After finding the line containing "is sent through." below, please output that line and each following one through the line containing "self.as_slice().write_data(to, transfer_syntax_uid)", exactly as written.
(Data supplied)
impl Priority {
    pub fn code(self) -> u16 {
        match self {
            Priority::Medium => 0x0000,
            Priority::High => 0x0001,
            Priority::Low => 0x0002,
        }
    }

    pub fn from_code(code: u16) -> Option<Self> {
        match code {
            0x0000 => Some(Priority::Medium),
            0x0001 => Some(Priority::High),
            0x0002 => Some(Priority::Low),
            _ => None,
        }
    }
}

/// Status codes used by the association and the service registry.
pub mod status {
    pub const SUCCESS: u16 = 0x0000;
    pub const CANCEL: u16 = 0xFE00;
    pub const PENDING: u16 = 0xFF00;
    /// Pending, with one or more optional keys not supported
    pub const PENDING_WARNING: u16 = 0xFF01;
    /// No such SOP class (N-services)
    pub const NO_SUCH_SOP_CLASS: u16 = 0x0118;
    /// SOP class not supported (C-services)
    pub const SOP_CLASS_NOT_SUPPORTED: u16 = 0x0122;
    pub const PROCESSING_FAILURE: u16 = 0x0110;
    /// Refused: not authorized
    pub const NOT_AUTHORIZED: u16 = 0x0124;
    pub const UNRECOGNIZED_OPERATION: u16 = 0x0211;

    /// Whether more responses will follow one with this status.
    pub fn is_pending(status: u16) -> bool {
        status == PENDING || status == PENDING_WARNING
    }
}

/// A DIMSE command set.
#[derive(Debug, Clone, PartialEq)]
pub struct Command {
    obj: InMemDicomObject,
}

impl From<InMemDicomObject> for Command {
    fn from(obj: InMemDicomObject) -> Self {
        Command { obj }
    }
}

impl Command {
    /// Build a request command.
    ///
    /// The message ID is assigned by the association when invoked.
    /// `sop_instance_uid` goes to the affected or requested
    /// SOP instance UID field, depending on the service.
    pub fn request(
        dimse: Dimse,
        sop_class_uid: &str,
        sop_instance_uid: Option<&str>,
        has_data_set: bool,
    ) -> Self {
        let (class_tag, instance_tag) = if dimse.uses_requested_uids() {
            (tags::REQUESTED_SOP_CLASS_UID, tags::REQUESTED_SOP_INSTANCE_UID)
        } else {
            (tags::AFFECTED_SOP_CLASS_UID, tags::AFFECTED_SOP_INSTANCE_UID)
        };

        let mut obj = InMemDicomObject::command_from_element_iter([
            DataElement::new(class_tag, VR::UI, dicom_value!(Str, pad_uid(sop_class_uid))),
            DataElement::new(
                tags::COMMAND_FIELD,
                VR::US,
                dicom_value!(U16, [dimse.command_field()]),
            ),
            DataElement::new(tags::MESSAGE_ID, VR::US, dicom_value!(U16, [0])),
            DataElement::new(
                tags::COMMAND_DATA_SET_TYPE,
                VR::US,
                dicom_value!(U16, [data_set_type(has_data_set)]),
            ),
        ]);
        if dimse.is_composite() && dimse != Dimse::CEcho {
            obj.put(DataElement::new(
                tags::PRIORITY,
                VR::US,
                dicom_value!(U16, [Priority::Medium.code()]),
            ));
        }
        let mut command = Command { obj };
        if let Some(uid) = sop_instance_uid {
            command.put_uid(instance_tag, uid);
        }
        command
    }

    /// Build a C-CANCEL-RQ for the given request message ID.
    pub fn cancel(message_id: u16) -> Self {
        Command {
            obj: InMemDicomObject::command_from_element_iter([
                DataElement::new(
                    tags::COMMAND_FIELD,
                    VR::US,
                    dicom_value!(U16, [Dimse::CCancel.command_field()]),
                ),
                DataElement::new(
                    tags::MESSAGE_ID_BEING_RESPONDED_TO,
                    VR::US,
                    dicom_value!(U16, [message_id]),
                ),
                DataElement::new(
                    tags::COMMAND_DATA_SET_TYPE,
                    VR::US,
                    dicom_value!(U16, [NO_DATA_SET]),
                ),
            ]),
        }
    }

    /// Build the response to the given request command.
    pub fn response_to(rq: &Command, status: u16, has_data_set: bool) -> Result<Self> {
        let command_field = rq.command_field()? | 0x8000;
        let message_id = rq.message_id()?;

        let mut obj = InMemDicomObject::command_from_element_iter([
            DataElement::new(tags::COMMAND_FIELD, VR::US, dicom_value!(U16, [command_field])),
            DataElement::new(
                tags::MESSAGE_ID_BEING_RESPONDED_TO,
                VR::US,
                dicom_value!(U16, [message_id]),
            ),
            DataElement::new(
                tags::COMMAND_DATA_SET_TYPE,
                VR::US,
                dicom_value!(U16, [data_set_type(has_data_set)]),
            ),
            DataElement::new(tags::STATUS, VR::US, dicom_value!(U16, [status])),
        ]);
        if let Some(uid) = rq.sop_class_uid() {
            obj.put(DataElement::new(
                tags::AFFECTED_SOP_CLASS_UID,
                VR::UI,
                dicom_value!(Str, pad_uid(&uid)),
            ));
        }
        if let Some(uid) = rq.sop_instance_uid() {
            obj.put(DataElement::new(
                tags::AFFECTED_SOP_INSTANCE_UID,
                VR::UI,
                dicom_value!(Str, pad_uid(&uid)),
            ));
        }
        Ok(Command { obj })
    }

    /// Set the priority of a composite service request.
    pub fn with_priority(mut self, priority: Priority) -> Self {
        self.obj.put(DataElement::new(
            tags::PRIORITY,
            VR::US,
            dicom_value!(U16, [priority.code()]),
        ));
        self
    }

    /// Add an unsigned short command field,
    /// such as _Event Type ID_ or _Action Type ID_.
    pub fn with_u16(mut self, tag: Tag, value: u16) -> Self {
        self.obj
            .put(DataElement::new(tag, VR::US, dicom_value!(U16, [value])));
        self
    }

    /// Add a text command field,
    /// such as _Move Destination_ or _Error Comment_.
    pub fn with_text(mut self, tag: Tag, vr: VR, value: &str) -> Self {
        self.obj
            .put(DataElement::new(tag, vr, dicom_value!(Str, value.to_string())));
        self
    }

    fn put_uid(&mut self, tag: Tag, uid: &str) {
        self.obj
            .put(DataElement::new(tag, VR::UI, dicom_value!(Str, pad_uid(uid))));
    }

    pub(crate) fn set_message_id(&mut self, message_id: u16) {
        self.obj.put(DataElement::new(
            tags::MESSAGE_ID,
            VR::US,
            dicom_value!(U16, [message_id]),
        ));
    }

    fn u16_field(&self, tag: Tag, name: &'static str) -> Result<u16> {
        self.obj
            .get(tag)
            .context(MissingFieldSnafu { name })?
            .to_int::<u16>()
            .context(ConvertFieldSnafu { name })
    }

    fn uid_field(&self, tag: Tag) -> Option<String> {
        let value = self.obj.get(tag)?.to_str().ok()?;
        Some(
            value
                .trim_end_matches(|c: char| c == '\0' || c.is_whitespace())
                .to_string(),
        )
    }

    pub fn command_field(&self) -> Result<u16> {
        self.u16_field(tags::COMMAND_FIELD, "Command Field")
    }

    /// The service and whether this is a response.
    pub fn dimse(&self) -> Option<(Dimse, bool)> {
        Dimse::from_command_field(self.command_field().ok()?)
    }

    pub fn is_response(&self) -> bool {
        self.command_field()
            .map(|field| field & 0x8000 != 0)
            .unwrap_or(false)
    }

    pub fn message_id(&self) -> Result<u16> {
        self.u16_field(tags::MESSAGE_ID, "Message ID")
    }

    pub fn message_id_being_responded_to(&self) -> Result<u16> {
        self.u16_field(
            tags::MESSAGE_ID_BEING_RESPONDED_TO,
            "Message ID Being Responded To",
        )
    }

    pub fn status(&self) -> Result<u16> {
        self.u16_field(tags::STATUS, "Status")
    }

    pub fn priority(&self) -> Option<Priority> {
        Priority::from_code(self.u16_field(tags::PRIORITY, "Priority").ok()?)
    }

    /// Whether a data set follows this command set.
    pub fn has_data_set(&self) -> bool {
        self.u16_field(tags::COMMAND_DATA_SET_TYPE, "Command Data Set Type")
            .map(|v| v != NO_DATA_SET)
            .unwrap_or(false)
    }

    pub fn affected_sop_class_uid(&self) -> Option<String> {
        self.uid_field(tags::AFFECTED_SOP_CLASS_UID)
    }

    pub fn requested_sop_class_uid(&self) -> Option<String> {
        self.uid_field(tags::REQUESTED_SOP_CLASS_UID)
    }

    /// The affected SOP class UID, or else the requested one.
    pub fn sop_class_uid(&self) -> Option<String> {
        self.affected_sop_class_uid()
            .or_else(|| self.requested_sop_class_uid())
    }

    /// The affected SOP instance UID, or else the requested one.
    pub fn sop_instance_uid(&self) -> Option<String> {
        self.uid_field(tags::AFFECTED_SOP_INSTANCE_UID)
            .or_else(|| self.uid_field(tags::REQUESTED_SOP_INSTANCE_UID))
    }

    pub fn as_object(&self) -> &InMemDicomObject {
        &self.obj
    }

    pub fn into_object(self) -> InMemDicomObject {
        self.obj
    }

    /// Encode the command set in _Implicit VR Little Endian_.
    ///
    /// _Command Group Length_ is recalculated
    /// from the fields present at this point.
    pub fn encode(&self) -> Result<Vec<u8>> {
        let ts = dicom_transfer_syntax_registry::entries::IMPLICIT_VR_LITTLE_ENDIAN.erased();
        let obj = InMemDicomObject::command_from_element_iter(
            self.obj
                .clone()
                .into_iter()
                .filter(|e| e.header().tag != tags::COMMAND_GROUP_LENGTH),
        );
        let mut data = Vec::new();
        obj.write_dataset_with_ts(&mut data, &ts)
            .context(EncodeCommandSnafu)?;
        Ok(data)
    }

    /// Decode a command set from its _Implicit VR Little Endian_ encoding.
    pub fn decode(data: &[u8]) -> Result<Self> {
        let ts = dicom_transfer_syntax_registry::entries::IMPLICIT_VR_LITTLE_ENDIAN.erased();
        let obj = InMemDicomObject::read_dataset_with_ts(data, &ts).context(DecodeCommandSnafu)?;
        Ok(Command { obj })
    }
}

fn data_set_type(has_data_set: bool) -> u16 {
    if has_data_set {
        DATA_SET_PRESENT
    } else {
        NO_DATA_SET
    }
}

/// UIDs of odd length are padded with a trailing NUL.
fn pad_uid(uid: &str) -> String {
    let mut uid = uid.to_string();
    if uid.len() % 2 == 1 {
        uid.push('\0');
    }
    uid
}

/// Look up a transfer syntax in the main registry and work with it.
fn with_transfer_syntax<T, F>(uid: &str, f: F) -> Result<T>
where
    F: FnOnce(&TransferSyntax) -> Result<T>,
{
    let uid = uid.trim_end_matches(|c: char| c == '\0' || c.is_whitespace());
    let registry = TransferSyntaxRegistry;
    let ts = registry
        .get(uid)
        .context(UnsupportedTransferSyntaxSnafu { uid })?;
    f(ts)
}

/// A data set source for an outgoing DIMSE message.
///
/// The data set is written in the transfer syntax
/// of the presentation context it is sent through.
pub trait DataWriter {
    fn write_data(&self, to: &mut dyn Write, transfer_syntax_uid: &str) -> Result<()>;
}

/// Raw bytes, already encoded in the negotiated transfer syntax.
impl DataWriter for [u8] {
    fn write_data(&self, to: &mut dyn Write, _transfer_syntax_uid: &str) -> Result<()> {
        to.write_all(self).context(WriteBytesSnafu)
    }
}

impl DataWriter for Vec<u8> {
    fn write_data(&self, to: &mut dyn Write, transfer_syntax_uid: &str) -> Result<()> {
        self.as_slice().write_data(to, transfer_syntax_uid)
    }
}

impl DataWriter for InMemDicomObject {
    fn write_data(&self, to: &mut dyn Write, transfer_syntax_uid: &str) -> Result<()> {
        with_transfer_syntax(transfer_syntax_uid, |ts| {
            self.write_dataset_with_ts(to, ts)
                .context(WriteDataSetSnafu)
        })
    }
}

/// The data set of an incoming DIMSE message,
/// as received over the presentation context.
#[derive(Debug, Clone, PartialEq, Eq)]
pub struct IncomingData {
    bytes: Vec<u8>,
    transfer_syntax_uid: Cow<'static, str>,
}

impl IncomingData {
    pub fn new(bytes: Vec<u8>, transfer_syntax_uid: impl Into<Cow<'static, str>>) -> Self {
        IncomingData {
            bytes,
            transfer_syntax_uid: transfer_syntax_uid.into(),
        }
    }

    /// The encoded data set.
    pub fn bytes(&self) -> &[u8] {
        &self.bytes
    }

    pub fn into_bytes(self) -> Vec<u8> {
        self.bytes
    }

    /// The UID of the transfer syntax the data set is encoded in.
    pub fn transfer_syntax_uid(&self) -> &str {
        &self.transfer_syntax_uid
    }

    /// Decode the data set.
    pub fn read_object(&self) -> Result<InMemDicomObject> {
        with_transfer_syntax(&self.transfer_syntax_uid, |ts| {
            InMemDicomObject::read_dataset_with_ts(&self.bytes[..], ts).context(ReadDataSetSnafu)
        })
    }
}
(End Data supplied)
*Solution to this exercise*
/// of the presentation context it is sent through.
pub trait DataWriter {
    fn write_data(&self, to: &mut dyn Write, transfer_syntax_uid: &str) -> Result<()>;
}

/// Raw bytes, already encoded in the negotiated transfer syntax.
impl DataWriter for [u8] {
    fn write_data(&self, to: &mut dyn Write, _transfer_syntax_uid: &str) -> Result<()> {
        to.write_all(self).context(WriteBytesSnafu)
    }
}

impl DataWriter for Vec<u8> {
    fn write_data(&self, to: &mut dyn Write, transfer_syntax_uid: &str) -> Result<()> {
        self.as_slice().write_data(to, transfer_syntax_uid)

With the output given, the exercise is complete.